Home ›› 22 Jan 2023 ›› Asia Biz
India’s Yes Bank (YESB.NS) reported a surprise 80per cent plunge in quarterly profit on Saturday as provisions for bad loans increased.
Net profit fell to 515.20 million rupees ($6.36 million) for the three-months ending December 31, from 2.66 billion rupees in the year-earlier period. Analysts had expected profit to rise to 3.36 billion rupees, according to Refinitiv IBES data, reports Reuters.
The net interest margin, a key indicator of a bank’s profitability, rose 10 basis points in the third quarter to 2.5per cent.

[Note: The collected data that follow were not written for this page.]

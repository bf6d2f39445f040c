//! Run outcomes and the error-propagation policy.
//!
//! Pure types — the application layer translates process exit statuses into
//! these before any decision is made.

use std::str::FromStr;

use serde::{Deserialize, Serialize};

use crate::domain::error::PolicyError;
use crate::domain::plan::{Step, StepKind};

/// Exit code reported when a program could not be spawned.
pub const COMMAND_NOT_FOUND: i32 = 127;

/// Exit code for a step that started but whose status could not be read.
pub const GENERAL_FAILURE: i32 = 1;

/// Offset added to a terminating signal number.
pub const SIGNAL_EXIT_BASE: i32 = 128;

// ── Error policy ─────────────────────────────────────────────────────────────

/// What happens after a step exits non-zero.
#[derive(Debug, Clone, Copy, PartialEq, Eq, Default, Serialize, Deserialize)]
#[serde(rename_all = "lowercase")]
pub enum ErrorPolicy {
    /// Stop at the first failing step; later steps are skipped.
    #[default]
    Halt,
    /// Attempt every step regardless of earlier failures.
    Continue,
}

impl ErrorPolicy {
    pub const VARIANTS: &[&str] = &["halt", "continue"];

    #[must_use]
    pub fn as_str(self) -> &'static str {
        match self {
            Self::Halt => "halt",
            Self::Continue => "continue",
        }
    }
}

impl FromStr for ErrorPolicy {
    type Err = PolicyError;

    fn from_str(s: &str) -> Result<Self, Self::Err> {
        match s {
            "halt" => Ok(Self::Halt),
            "continue" => Ok(Self::Continue),
            other => Err(PolicyError::Unknown(other.to_string())),
        }
    }
}

impl std::fmt::Display for ErrorPolicy {
    fn fmt(&self, f: &mut std::fmt::Formatter<'_>) -> std::fmt::Result {
        f.write_str(self.as_str())
    }
}

// ── Outcomes ─────────────────────────────────────────────────────────────────

/// Result of a single step.
#[derive(Debug, Clone, Copy, PartialEq, Eq, Serialize)]
#[serde(tag = "status", rename_all = "snake_case")]
pub enum StepStatus {
    Succeeded,
    Failed { code: i32 },
    Skipped,
}

impl StepStatus {
    /// Map an exit code to a status.
    #[must_use]
    pub fn from_code(code: i32) -> Self {
        if code == 0 {
            Self::Succeeded
        } else {
            Self::Failed { code }
        }
    }

    /// Exit code for attempted steps; `None` when skipped.
    #[must_use]
    pub fn code(self) -> Option<i32> {
        match self {
            Self::Succeeded => Some(0),
            Self::Failed { code } => Some(code),
            Self::Skipped => None,
        }
    }
}

/// A step paired with its result.
#[derive(Debug, Clone, PartialEq, Eq, Serialize)]
pub struct StepOutcome {
    #[serde(flatten)]
    pub step: Step,
    #[serde(flatten)]
    pub status: StepStatus,
}

/// Summary of a full provisioning run.
#[derive(Debug, Clone, PartialEq, Eq, Serialize)]
pub struct RunReport {
    pub policy: ErrorPolicy,
    pub outcomes: Vec<StepOutcome>,
}

impl RunReport {
    #[must_use]
    pub fn new(policy: ErrorPolicy) -> Self {
        Self {
            policy,
            outcomes: Vec::with_capacity(StepKind::ALL.len()),
        }
    }

    /// Whether the next step may still be attempted.
    #[must_use]
    pub fn should_continue(&self) -> bool {
        match self.policy {
            ErrorPolicy::Continue => true,
            ErrorPolicy::Halt => !self.has_failures(),
        }
    }

    #[must_use]
    pub fn has_failures(&self) -> bool {
        self.outcomes
            .iter()
            .any(|o| matches!(o.status, StepStatus::Failed { .. }))
    }

    /// Steps that exited non-zero, in order.
    #[must_use]
    pub fn failures(&self) -> Vec<&StepOutcome> {
        self.outcomes
            .iter()
            .filter(|o| matches!(o.status, StepStatus::Failed { .. }))
            .collect()
    }

    /// Status of the last attempted step, like a shell script's own exit status.
    ///
    /// Under `Halt` that is the first failure; under `Continue` it is the final
    /// step even when an earlier one failed.
    #[must_use]
    pub fn exit_code(&self) -> i32 {
        self.outcomes
            .iter()
            .rev()
            .find_map(|o| o.status.code())
            .unwrap_or(0)
    }

    /// `exit_code()` narrowed to a process exit byte; out-of-range codes become 1.
    #[must_use]
    pub fn exit_byte(&self) -> u8 {
        u8::try_from(self.exit_code()).unwrap_or(1)
    }
}

// ── Unit tests ───────────────────────────────────────────────────────────────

The bank’s asset quality improved as gross non-performing assets declined to 2.02per cent of total loans, from 12.89per cent in the previous quarter. Net non-performing assets declined to 1.03per cent from 3.60per cent.

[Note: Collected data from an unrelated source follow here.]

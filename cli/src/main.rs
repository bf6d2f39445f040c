//! hostprep - provision native and Python dependencies

use std::process::ExitCode;

use clap::Parser;

use hostprep::cli::Cli;
use hostprep::logging;
use hostprep::output::json::format_error;

#[tokio::main]
async fn main() -> ExitCode {
    let cli = Cli::parse();
    logging::init(cli.verbose);

    let json = cli.json;
    match cli.run().await {
        Ok(code) => code,
        Err(e) => {
            let message = format!("{e:#}");
            match format_error(&message, "ERROR") {
                Ok(obj) if json => println!("{obj}"),
                _ => eprintln!("Error: {message}"),
            }
            ExitCode::FAILURE
        }
    }
}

The bank also aims to recover around 10 billion rupees in the current quarter, Chief Executive Prashant Kumar said in a call on Saturday.
Net interest income, the difference between the interest income from lending and that paid to depositors, rose 11.7per cent to 19.71 billion rupees. Provisions increased to 8.44 billion rupees from 5.82 billion rupees the previous quarter.

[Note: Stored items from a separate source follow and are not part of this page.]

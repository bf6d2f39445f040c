//! Domain layer — pure business logic, types, and validation.
//!
//! This module has zero imports from `crate::infra`, `crate::commands`,
//! `crate::application`, `tokio`, `std::fs`, `std::process`, or `std::net`.
//! All functions are synchronous and take data in, returning data out.

pub mod config;
pub mod error;
pub mod health;
pub mod plan;
pub mod report;

pub use config::{HostprepConfig, ProvisionConfig, validate_config_key, validate_config_value};
pub use error::{ConfigError, PolicyError, ProcessError};
pub use health::{DoctorChecks, HostChecks, ToolChecks, collect_issues};
pub use plan::{Step, StepKind, provisioning_plan};
pub use report::{ErrorPolicy, RunReport, StepOutcome, StepStatus};
//! `hostprep doctor` — check provisioning prerequisites without changing anything.

use std::process::ExitCode;

use anyhow::Result;

use crate::app::AppContext;
use crate::application::services::doctor::run_doctor;
use crate::domain::health::collect_issues;
use crate::output::reporter::SilentReporter;
use crate::output::{TerminalReporter, progress};

/// Run the doctor command. Exits non-zero when any issue is found.
///
/// # Errors
///
/// Returns an error if the configuration cannot be loaded or rendering fails.
pub async fn run(app: &AppContext) -> Result<ExitCode> {
    let config = app.config()?;
    let pip = config.provision.pip.as_str();

    let checks = if app.is_json() {
        run_doctor(&app.runner, &SilentReporter, &app.fs, pip).await?
    } else if app.output.show_progress() {
        let pb = progress::spinner("checking prerequisites...");
        let checks = run_doctor(&app.runner, &SilentReporter, &app.fs, pip).await?;
        progress::finish_ok(&pb, "prerequisites checked");
        checks
    } else {
        let reporter = TerminalReporter::new(&app.output);
        run_doctor(&app.runner, &reporter, &app.fs, pip).await?
    };

    let issues = collect_issues(&checks);
    app.renderer().render_doctor(&checks, &issues)?;

    Ok(if issues.is_empty() {
        ExitCode::SUCCESS
    } else {
        ExitCode::FAILURE
    })
}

Yes Bank in December completed the transfer of bad loans worth 480 billion rupees to private equity firm J.C. Flowers, in a deal aimed at cleaning up its balance sheet.
The lender’s loan growth improved by 10per cent while deposits rose 16 per cent.
Kumar is confident that the bank will be able to achieve 15per cent full-year credit growth while he expects overall deposit growth in a range of 16per cent-17per cent.
As the scramble for deposits increase, the bank believes that it may not be able to achieve its target on low-cost current and savings account deposits (CASA) in this financial year, which it aimed to increase to 35per cent.